All of lore.kernel.org
 help / color / mirror / Atom feed
From: Breno Leitao <leitao@debian.org>
To: Michael Neuling <mikey@neuling.org>, linuxppc-dev@lists.ozlabs.org
Cc: gromero@linux.vnet.ibm.com
Subject: Re: [PATCH] selftests/powerpc: New TM signal self test
Date: Tue, 4 Dec 2018 15:51:47 -0200	[thread overview]
Message-ID: <c6ada86e-6abd-b11c-d8cb-75c5eebdcdaf@debian.org> (raw)
In-Reply-To: <25051cb7a66f59beca598cbbef6f7eb92d654772.camel@neuling.org>

Hi Mikey,

On 11/29/18 12:11 AM, Michael Neuling wrote:
> On Wed, 2018-11-28 at 11:23 -0200, Breno Leitao wrote:
>> A new self test that forces MSR[TS] to be set without calling any TM
>> instruction.
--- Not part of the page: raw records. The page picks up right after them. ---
//! Image that may need an authorized fetch
//!
//! Each mounted `SecureImage` owns one [`ResourceSlot`]. Unmounting closes the
//! slot, which revokes the current object URL and turns any fetch still in
//! flight into a no-op.

use leptos::*;
use std::cell::RefCell;
use std::rc::Rc;

use crate::config::config;
use crate::resource::{browser_loader, request, LoadState, ResourceReference, ResourceSlot, SecureResourceLoader};

/// Loader shared through context, or a fresh browser loader
fn shared_loader() -> Rc<SecureResourceLoader> {
    use_context::<Rc<SecureResourceLoader>>().unwrap_or_else(|| Rc::new(browser_loader(config())))
}

#[component]
pub fn SecureImage(
    /// Filename, API path, `blob:`/`data:` URL, or public URL
    #[prop(into)]
    source: MaybeSignal<Option<String>>,
    #[prop(into)]
    alt: String,
    #[prop(optional, into)]
    class: String,
) -> impl IntoView {
    let loader = shared_loader();
    let slot = Rc::new(RefCell::new(ResourceSlot::new(loader.object_urls())));
    let (state, set_state) = create_signal(LoadState::Idle);

    {
        let slot = Rc::clone(&slot);
        create_effect(move |_| {
            let reference = source
                .get()
                .and_then(|raw| ResourceReference::parse(&raw, config()));
            let slot = Rc::clone(&slot);
            let loader = Rc::clone(&loader);

            spawn_local(async move {
                request(&slot, &loader, reference.as_ref(), |next| {
                    set_state.try_set(next.clone());
                })
                .await;
            });
        });
    }

    on_cleanup(move || slot.borrow_mut().close());

    view! {
        <div class=format!("secure-image {}", class)>
            {move || match state.get() {
                LoadState::Loaded(source) => view! {
                    <img src=source.src().to_string() alt=alt.clone()/>
                }
                .into_view(),
                LoadState::Loading => view! {
                    <div class="image-placeholder">
                        <div class="spinner"></div>
                        <span>"Loading image..."</span>
                    </div>
                }
                .into_view(),
                LoadState::Failed(_) => view! {
                    <div class="image-placeholder image-failed">"Image unavailable"</div>
                }
                .into_view(),
                LoadState::Idle => view! {
                    <div class="image-placeholder image-empty">"No image"</div>
                }
                .into_view(),
            }}
        </div>
    }
}
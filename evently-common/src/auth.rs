///! Authentication request and response bodies

use serde::{Deserialize, Serialize};

/// Login request
#[derive(Debug, Clone, Serialize, Deserialize)]
pub struct LoginRequest {
    pub email: String,
    pub password: String,
}

/// Login response
#[derive(Debug, Clone, Serialize, Deserialize)]
pub struct LoginResponse {
    pub token: String,
    pub user: AccountSummary,
}

/// Account registration request
#[derive(Debug, Clone, Serialize, Deserialize)]
pub struct RegisterRequest {
    pub name: String,
    pub email: String,
    pub password: String,
    #[serde(skip_serializing_if = "Option::is_none")]
    pub phone: Option<String>,
}

/// Role attached to an account
#[derive(Debug, Clone, Copy, PartialEq, Eq, Serialize, Deserialize, Default)]
#[serde(rename_all = "lowercase")]
pub enum AccountRole {
    #[default]
    User,
    Admin,
}

/// Account information returned alongside a token
#[derive(Debug, Clone, Serialize, Deserialize)]
pub struct AccountSummary {
    pub id: String,
    pub name: String,
    pub email: String,
    #[serde(default)]
    pub role: AccountRole,
}

impl AccountSummary {
    pub fn is_admin(&self) -> bool {
        self.role == AccountRole::Admin
    }
}
//! Client configuration
//!
//! Values are resolved once per process:
//! 1. Build-time environment (`API_BASE_URL`)
//! 2. Default values

use serde::{Deserialize, Serialize};
use std::sync::OnceLock;

const DEFAULT_API_BASE_URL: &str = "http://localhost:5000";

/// Path segment marking resources that need an authorized fetch
pub const SECURE_SEGMENT: &str = "secure-file";

/// Local storage key holding the bearer token
pub const TOKEN_KEY: &str = "token";

/// API client configuration
#[derive(Debug, Clone, Serialize, Deserialize, PartialEq)]
pub struct ApiConfig {
    /// Base URL of the registration API, without trailing slash
    pub base_url: String,
    /// Path segment that marks protected files
    pub secure_segment: String,
    /// Local storage key of the auth token
    pub token_key: String,
    /// Timeout applied to protected file fetches
    pub fetch_timeout_ms: u32,
}

impl Default for ApiConfig {
    fn default() -> Self {
        Self {
            base_url: DEFAULT_API_BASE_URL.to_string(),
            secure_segment: SECURE_SEGMENT.to_string(),
            token_key: TOKEN_KEY.to_string(),
            fetch_timeout_ms: 30_000,
        }
    }
}

/// ASCII case-insensitive prefix test
pub(crate) fn has_prefix(value: &str, prefix: &str) -> bool {
    value
        .get(..prefix.len())
        .map(|head| head.eq_ignore_ascii_case(prefix))
        .unwrap_or(false)
}

/// Absolute `http(s)://` URL, whatever the scheme's case
pub(crate) fn has_scheme(value: &str) -> bool {
    has_prefix(value, "http://") || has_prefix(value, "https://")
}

impl ApiConfig {
    /// Build configuration from the build-time environment
    pub fn from_env() -> Self {
        Self::with_base_url(option_env!("API_BASE_URL"))
    }

    fn with_base_url(base_url: Option<&str>) -> Self {
        let base_url = base_url
            .map(str::trim)
            .filter(|url| !url.is_empty())
            .unwrap_or(DEFAULT_API_BASE_URL)
            .trim_end_matches('/')
            .to_string();

        Self {
            base_url,
            ..Default::default()
        }
    }

    /// Absolute URL for an API path such as `/api/admin/registrations`
    pub fn endpoint(&self, path: &str) -> String {
        if has_scheme(path) {
            path.to_string()
        } else if path.starts_with('/') {
            format!("{}{}", self.base_url, path)
        } else {
            format!("{}/{}", self.base_url, path)
        }
    }

    /// URL of a protected file stored by the API
    pub fn secure_file_url(&self, filename: &str) -> String {
        format!(
            "{}/api/{}/{}",
            self.base_url,
            self.secure_segment,
            urlencoding::encode(filename.trim_start_matches('/'))
        )
    }

    /// Whether a URL points at a protected file
    pub fn is_protected(&self, url: &str) -> bool {
        url.contains(&format!("/{}/", self.secure_segment))
    }
}

/// Process-wide configuration
pub fn config() -> &'static ApiConfig {
    static CONFIG: OnceLock<ApiConfig> = OnceLock::new();
    CONFIG.get_or_init(ApiConfig::from_env)
}
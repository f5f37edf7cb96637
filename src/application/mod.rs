pub mod assignment_service;
pub mod simulation_service;

pub use assignment_service::*;
pub use simulation_service::*;
use crate::common::{EventEnvelope, EventStore};
use async_trait::async_trait;
use chrono::{DateTime, Utc};
use std::collections::HashMap;
use tokio::sync::RwLock;

/// In-memory event store for tests and single-process runs.
#[derive(Debug, Default)]
pub struct InMemoryEventStore {
    streams: RwLock<HashMap<String, Vec<EventEnvelope>>>,
}

impl InMemoryEventStore {
    pub fn new() -> Self {
        Self {
            streams: RwLock::new(HashMap::new()),
        }
    }
}

#[async_trait]
impl EventStore for InMemoryEventStore {
    async fn append_events(
        &self,
        aggregate_id: &str,
        expected_version: u64,
        events: Vec<EventEnvelope>,
    ) -> Result<(), String> {
        let mut streams = self.streams.write().await;
        let stream = streams.entry(aggregate_id.to_string()).or_default();

        let current_version = stream.len() as u64;
        if current_version != expected_version {
            return Err(format!(
                "Version mismatch for {}: expected {}, got {}",
                aggregate_id, expected_version, current_version
            ));
        }

        stream.extend(events);
        Ok(())
    }

    async fn load_events(
        &self,
        aggregate_id: &str,
        from_version: u64,
    ) -> Result<Vec<EventEnvelope>, String> {
        let streams = self.streams.read().await;
        Ok(streams
            .get(aggregate_id)
            .map(|stream| stream.iter().skip(from_version as usize).cloned().collect())
            .unwrap_or_default())
    }

    async fn load_events_by_type(
        &self,
        event_type: &str,
        from_timestamp: Option<DateTime<Utc>>,
    ) -> Result<Vec<EventEnvelope>, String> {
        let streams = self.streams.read().await;
        let mut matching: Vec<EventEnvelope> = streams
            .values()
            .flatten()
            .filter(|e| e.event_type == event_type)
            .filter(|e| from_timestamp.map(|ts| e.occurred_at >= ts).unwrap_or(true))
            .cloned()
            .collect();
        matching.sort_by(|a, b| a.occurred_at.cmp(&b.occurred_at));
        Ok(matching)
    }
}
This test also tries to cause a page fault at a signal
>> handler, exactly between MSR[TS] set and tm_recheckpoint(), forcing
>> thread->texasr to be rewritten with TEXASR[FS] = 0, which will cause a BUG
>> when tm_recheckpoint() is called.
>>
>> This test is not deterministic since it is hard to guarantee that the page
>> access will cause a page fault. Tests have shown that the bug could be
>> exposed with few interactions in a buggy kernel. This test is configured to
>> loop 5000x, having a good chance to hit the kernel issue in just one run.
>> This self test takes less than two seconds to run.
> 
> You could try using sigaltstack() to put the ucontext somewhere else. Then you
> could play tricks with that memory to try to force a fault.
> madvise()+MADV_DONTNEED or fadvise()+POSIX_FADV_DONTNEED might do the trick.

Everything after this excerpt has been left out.